では、政治家と親しくする記者たちがいることは、日本と同じように米国でも当然のことなのだろうか。デリーによると、かつてはそうだったが、今は異なるという。きっかけの一つは、1963年に暗殺されたジョン・F・ケネディ大統領だった。

「ケネディが死んでから、かなりの幻滅感と、新たな理解がありました。二つのことについて、多くの情報が出てきたんです。彼の健康状態がどれだけ悪かったのかということと、彼がどれだけ妻以外の女性と浮気していたのかについて、です」とデリーは話した。

「それに加えて最後にわかってきたのは、ほとんどのワシントンの記者たちが何もかもを知っていた、ということです。でも彼らは彼(ケネディ)のことが好きだったし、入り口が欲しかったし、彼と一緒にお酒を飲みたかったんです」

ケネディと記者たちの親密な関係は、ポップカルチャーでも描かれている。スティーブン・スピルバーグ監督による2017年の映画「ペンタゴン・ペーパーズ」では、ワシントンポストの編集幹部ベン・ブラッドリーが、「私はジャック(注:ケネディ)を情報源と思ったことはなかった。友達と思っていたんだ」と告白し、以下のように続けた。

「私は間違っていた。ジャックはわかっていたんだ。私たちは両方ではいられない。選ばなくちゃいけないんだ」

「ペンシルバニア大通り(注:ワシントンDCにある街路。合衆国議事堂とホワイトハウスを結んでいる)で、みんな一緒に葉巻を吸っている時代は終わった」

デリーの話に戻れば、政治家と記者たちが会食する機会は、今では多くはないという。彼自身が取材相手から夕食に招かれたのも、おそらく1980年代が最後だ。招待を受け入れたか断ったのかすら、覚えていない。

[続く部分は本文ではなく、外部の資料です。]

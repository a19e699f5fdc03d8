use std::sync::Arc;

use gatehouse_api::{AppState, Config, build_router};
use gatehouse_store::AccessService;

#[tokio::main]
async fn main() {
    gatehouse_observability::init();

    let config = Config::from_env();

    let pool = gatehouse_store::connect(&config.database_url)
        .await
        .expect("failed to open database");
    let service = AccessService::new(pool);
    let state = Arc::new(AppState::new(service, config.admin_token, config.terms_path));

    let app = build_router(state);

    let listener = tokio::net::TcpListener::bind(&config.bind_addr)
        .await
        .expect("failed to bind listener");

    tracing::info!("listening on {}", listener.local_addr().unwrap());

    axum::serve(listener, app).await.unwrap();
}
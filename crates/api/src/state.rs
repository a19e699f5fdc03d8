//! Shared handler state.

use std::path::PathBuf;

use gatehouse_store::AccessService;

/// Everything a handler needs, injected as an `Extension<Arc<AppState>>`.
pub struct AppState {
    pub service: AccessService,
    pub admin_token: String,
    pub terms_path: PathBuf,
}

impl AppState {
    pub fn new(service: AccessService, admin_token: String, terms_path: PathBuf) -> Self {
        Self {
            service,
            admin_token,
            terms_path,
        }
    }
}
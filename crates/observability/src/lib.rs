//! Tracing/logging initialization for gatehouse binaries.

pub mod tracing;

pub use tracing::init;
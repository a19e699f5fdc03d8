//! Tracing/logging initialization.

use tracing_subscriber::EnvFilter;

/// Initialize tracing/logging for the process.
///
/// Filter defaults to `info` and is overridable via `RUST_LOG`.
/// Safe to call multiple times (subsequent calls are no-ops).
pub fn init() {
    let filter = EnvFilter::try_from_default_env().unwrap_or_else(|_| EnvFilter::new("info"));

    let _ = tracing_subscriber::fmt()
        .with_env_filter(filter)
        .with_target(false)
        .try_init();
}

デリーによると、今では記者たちが仮に取材相手と食事をするにしても、それは夕食ではなく昼食だ。しかも料金は割り勘で、貸し借りがないようにするのだという。また、社会全体で健康への意識が高まったほか、家族と一緒に過ごすことが大切だという価値観が広まったこともあって、勤務時間外に政治家と酒を飲んだりトランプをしたりする記者が減ったのだという。

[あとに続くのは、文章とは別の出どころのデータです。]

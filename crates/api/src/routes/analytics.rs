use std::sync::Arc;

use axum::{
    Json, Router,
    extract::{Extension, Query},
    http::{HeaderMap, StatusCode, header},
    response::IntoResponse,
    routing::get,
};

use gatehouse_store::analytics::{self, Interval};

use crate::state::AppState;
use crate::{auth, csv, dto, errors};

pub fn router() -> Router {
    Router::new()
        .route("/swipes", get(swipe_counts))
        .route("/unique-users", get(unique_users))
        .route("/cert-usage", get(certification_usage))
        .route("/heatmap", get(heatmap))
        .route("/export", get(export))
}

pub async fn swipe_counts(
    Extension(state): Extension<Arc<AppState>>,
    headers: HeaderMap,
    Query(query): Query<dto::SwipeAnalyticsQuery>,
) -> axum::response::Response {
    if let Err(resp) = auth::require_admin(&headers, &state) {
        return resp;
    }

    let interval = match Interval::parse(query.interval.as_deref().unwrap_or("day")) {
        Ok(i) => i,
        Err(e) => return errors::access_error_to_response(e),
    };

    match analytics::swipe_counts(state.service.pool(), interval).await {
        Ok(buckets) => (StatusCode::OK, Json(buckets)).into_response(),
        Err(e) => errors::access_error_to_response(e),
    }
}

pub async fn unique_users(
    Extension(state): Extension<Arc<AppState>>,
    headers: HeaderMap,
) -> axum::response::Response {
    if let Err(resp) = auth::require_admin(&headers, &state) {
        return resp;
    }

    match analytics::unique_user_counts(state.service.pool()).await {
        Ok(buckets) => (StatusCode::OK, Json(buckets)).into_response(),
        Err(e) => errors::access_error_to_response(e),
    }
}

pub async fn certification_usage(
    Extension(state): Extension<Arc<AppState>>,
    headers: HeaderMap,
) -> axum::response::Response {
    if let Err(resp) = auth::require_admin(&headers, &state) {
        return resp;
    }

    match analytics::certification_usage(state.service.pool()).await {
        Ok(usage) => (StatusCode::OK, Json(usage)).into_response(),
        Err(e) => errors::access_error_to_response(e),
    }
}

pub async fn heatmap(
    Extension(state): Extension<Arc<AppState>>,
    headers: HeaderMap,
) -> axum::response::Response {
    if let Err(resp) = auth::require_admin(&headers, &state) {
        return resp;
    }

    match analytics::heatmap(state.service.pool()).await {
        Ok(cells) => (StatusCode::OK, Json(cells)).into_response(),
        Err(e) => errors::access_error_to_response(e),
    }
}

/// CSV download of the raw swipe log or the user directory.
pub async fn export(
    Extension(state): Extension<Arc<AppState>>,
    headers: HeaderMap,
    Query(query): Query<dto::ExportQuery>,
) -> axum::response::Response {
    if let Err(resp) = auth::require_admin(&headers, &state) {
        return resp;
    }

    let export_type = query.export_type.as_deref().unwrap_or("swipes");
    let body = match export_type {
        "swipes" => match state.service.list_swipe_events().await {
            Ok(events) => csv::render(
                &["id", "user_id", "input_value", "certification_checked", "timestamp", "result"],
                &events
                    .iter()
                    .map(|e| {
                        vec![
                            e.id.to_string(),
                            e.user_id.map(|v| v.to_string()).unwrap_or_default(),
                            e.input_value.clone(),
                            e.certification_checked
                                .map(|v| v.to_string())
                                .unwrap_or_default(),
                            e.timestamp.to_rfc3339(),
                            e.result.clone(),
                        ]
                    })
                    .collect::<Vec<_>>(),
            ),
            Err(e) => return errors::access_error_to_response(e),
        },
        "users" => match state.service.list_users(None).await {
            Ok(users) => csv::render(
                &["id", "campus_id", "email", "first_name", "last_name", "status", "role", "created_at"],
                &users
                    .iter()
                    .map(|u| {
                        vec![
                            u.id.to_string(),
                            u.campus_id.clone(),
                            u.email.clone(),
                            u.first_name.clone(),
                            u.last_name.clone(),
                            u.status.clone(),
                            u.role.clone(),
                            u.created_at.to_rfc3339(),
                        ]
                    })
                    .collect::<Vec<_>>(),
            ),
            Err(e) => return errors::access_error_to_response(e),
        },
        _ => {
            return errors::json_error(
                StatusCode::BAD_REQUEST,
                "invalid_request",
                "type must be one of: swipes, users",
            );
        }
    };

    (
        StatusCode::OK,
        [
            (header::CONTENT_TYPE, "text/csv".to_string()),
            (
                header::CONTENT_DISPOSITION,
                format!("attachment; filename=\"gatehouse_{export_type}.csv\""),
            ),
        ],
        body,
    )
        .into_response()
}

この点は日本とは状況が異なるように思える。第一に、私は新聞社の上司や先輩たちから、取材相手と親密になることを奨励されてきた。彼らに食事代を支払わせてはいけないとは言い聞かせられてきたが、私が彼らの分を払って貸しを作ることは止められてこなかった。

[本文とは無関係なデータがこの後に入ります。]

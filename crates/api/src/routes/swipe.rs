use std::sync::Arc;

use axum::{
    Json, Router,
    extract::Extension,
    http::StatusCode,
    response::IntoResponse,
    routing::post,
};

use crate::state::AppState;
use crate::{dto, errors};

pub fn router() -> Router {
    Router::new().route("/swipe", post(swipe))
}

/// Public: the kiosk's access check. One logged event per request,
/// approved or denied; an unknown identifier is a denial, not an error.
pub async fn swipe(
    Extension(state): Extension<Arc<AppState>>,
    Json(body): Json<dto::SwipeRequest>,
) -> axum::response::Response {
    match state
        .service
        .evaluate_swipe(&body.input_value, body.certification_id)
        .await
    {
        Ok(verdict) => (StatusCode::OK, Json(verdict)).into_response(),
        Err(e) => errors::access_error_to_response(e),
    }
}
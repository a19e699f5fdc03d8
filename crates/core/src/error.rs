//! Domain error model.

use thiserror::Error;

/// Result type used across all gatehouse layers.
pub type AccessResult<T> = Result<T, AccessError>;

/// Failure taxonomy shared by every public operation.
///
/// Keep this focused on deterministic, business-level failures plus a single
/// storage arm for the persistence layer to surface transaction failures
/// through. The HTTP boundary maps each variant to a status code.
#[derive(Debug, Error, Clone, PartialEq, Eq)]
pub enum AccessError {
    /// Missing or malformed caller input.
    #[error("invalid request: {0}")]
    InvalidRequest(String),

    /// A uniqueness constraint was violated (duplicate campus id, email,
    /// certification name, or grant pair).
    #[error("conflict: {0}")]
    Conflict(String),

    /// A referenced entity does not exist.
    #[error("not found: {0}")]
    NotFound(String),

    /// The underlying store is unavailable or a transaction failed.
    #[error("storage failure: {0}")]
    Storage(String),
}

impl AccessError {
    pub fn invalid_request(msg: impl Into<String>) -> Self {
        Self::InvalidRequest(msg.into())
    }

    pub fn conflict(msg: impl Into<String>) -> Self {
        Self::Conflict(msg.into())
    }

    pub fn not_found(msg: impl Into<String>) -> Self {
        Self::NotFound(msg.into())
    }

    pub fn storage(msg: impl Into<String>) -> Self {
        Self::Storage(msg.into())
    }
}
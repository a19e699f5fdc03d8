//! Terms-of-service text storage.
//!
//! A single text file next to the database. A missing file reads as empty
//! terms; the first update creates it.

use std::io;
use std::path::Path;

use gatehouse_core::{AccessError, AccessResult};

pub async fn read_terms(path: &Path) -> AccessResult<String> {
    match tokio::fs::read_to_string(path).await {
        Ok(text) => Ok(text),
        Err(e) if e.kind() == io::ErrorKind::NotFound => Ok(String::new()),
        Err(e) => Err(AccessError::storage(format!("reading terms: {e}"))),
    }
}

pub async fn write_terms(path: &Path, text: &str) -> AccessResult<()> {
    tokio::fs::write(path, text)
        .await
        .map_err(|e| AccessError::storage(format!("writing terms: {e}")))
}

第二に日本は、過労死という言葉を生んだ国でもある。健康への意識は高まっているとはいえ、報道関係者の労働時間の長さは悪名高い。2013年にはNHKで、1ヶ月間の超過勤務が159時間に達していた31歳の記者が、心不全で死んだ

批判は米国にも

デリーの話をまとめると、米国では日本と比べ、政治家と親密になる記者たちの数は少ないようだとは言える。それでも、日本と同じような批判が全くないわけではない。例えばニューヨークタイムスでトランプ政権について精力的に取材し、2018年のピュリッツァー賞を受けたマギー・ハバーマンを「アクセスジャーナリスト」として批判する人もいる。

メディアやPRなどに詳しいライターのジャスティン・ジョフは2019年5月、ハバーマンについてこう書いた。「大統領執務室でトランプの隣にいて微笑んでいる彼女の写真が出回っているが、確かにプロフェッショナルにもジャーナリスティックにも見えない」

もっとも、ハバーマンは彼女自身をアクセスジャーナリストだとは思っていないようだ。彼女はワシントンDCにあるシンクタンク「戦略国際問題研究所(CSIS)」によるインタビューで、トランプが彼女について語ったという、以下の印象的なフレーズを紹介している。

「マギーは二人いるんだ。一人は私と話すほうで、もう一人は私について書くほうなんだよ」

これが事実なら、彼女はまさに理想の敏腕記者と言える。

ただ、あくまで映画とはいえ、ベン・ブラッドリーの言葉も忘れるべきではないだろう。